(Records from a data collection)
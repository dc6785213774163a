use crate::entrypath::EntryPath;
use std::error::Error;
use std::io;
use std::path::{Path, PathBuf};
use thiserror::Error;

/// Error returned when parsing an invalid, unnormalized, or unsupported
/// relative path
#[derive(Clone, Debug, Eq, Error, PartialEq)]
#[error("Invalid relative path {0:?}")]
pub struct EntryPathError(pub String);

/// Error returned when a string is not usable as a single path segment
#[derive(Clone, Debug, Eq, Error, PartialEq)]
#[error("Invalid path name {0:?}")]
pub struct EntryNameError(pub String);

/// Error returned when parsing an invalid digest string
#[derive(Clone, Debug, Eq, Error, PartialEq)]
#[error("Invalid digest string {0:?}")]
pub struct DigestParseError(pub String);

/// Error returned by operations on a [`ChecksumTree`][crate::ChecksumTree]
///
/// A failed operation never applies a partial mutation: the tree is left in
/// the state it had before the call.
#[derive(Clone, Debug, Eq, Error, PartialEq)]
pub enum TreeError {
    /// A name was inserted twice, or collided between a file and a directory
    #[error("Conflicting entry at path {path:?}")]
    ConflictingEntry { path: EntryPath },

    /// A delete targeted a path with no leaf at it
    #[error("No leaf found at path {path:?}")]
    NotFound { path: EntryPath },

    /// The tree holds no leaves and the nonempty policy is in force
    #[error("Checksum tree contains no leaves")]
    EmptyTree,
}

/// Error returned by a leaf source
///
/// The aggregation core never interprets these; any source error aborts the
/// current build attempt outright.
#[derive(Debug, Error)]
pub enum SourceError {
    #[error("Error digesting file: {}: {source}", .path.display())]
    DigestFile { path: PathBuf, source: io::Error },

    #[error("Error stat'ing file: {}: {source}", .path.display())]
    Stat { path: PathBuf, source: io::Error },

    #[error("Error reading directory: {}: {source}", .path.display())]
    Readdir { path: PathBuf, source: io::Error },

    #[error("Could not decode name of path {path:?}")]
    UndecodableName { path: PathBuf },

    #[error("Root path of store is not a directory: {}", .path.display())]
    NotDirRoot { path: PathBuf },

    /// Opaque failure from an external backend
    #[error("Leaf source failed: {source}")]
    Backend {
        source: Box<dyn Error + Send + Sync>,
    },
}

impl SourceError {
    pub fn digest_file<P: AsRef<Path>>(path: P, source: io::Error) -> Self {
        SourceError::DigestFile {
            path: path.as_ref().into(),
            source,
        }
    }

    pub fn stat<P: AsRef<Path>>(path: P, source: io::Error) -> Self {
        SourceError::Stat {
            path: path.as_ref().into(),
            source,
        }
    }

    pub fn readdir<P: AsRef<Path>>(path: P, source: io::Error) -> Self {
        SourceError::Readdir {
            path: path.as_ref().into(),
            source,
        }
    }

    pub fn undecodable_name<P: AsRef<Path>>(path: P) -> Self {
        SourceError::UndecodableName {
            path: path.as_ref().into(),
        }
    }

    pub fn not_dir_root<P: AsRef<Path>>(path: P) -> Self {
        SourceError::NotDirRoot {
            path: path.as_ref().into(),
        }
    }

    pub fn backend<E: Error + Send + Sync + 'static>(source: E) -> Self {
        SourceError::Backend {
            source: Box::new(source),
        }
    }
}

/// Umbrella error for checksumming an entire store
#[derive(Debug, Error)]
pub enum ChecksumError {
    #[error(transparent)]
    Tree(#[from] TreeError),
    #[error(transparent)]
    Source(#[from] SourceError),
}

#### [DIRECTIONS]
Work through the records above line by line and count those that hold the string "leaves". Give only the result.

#### [SOLUTION TO THE EXERCISE]
2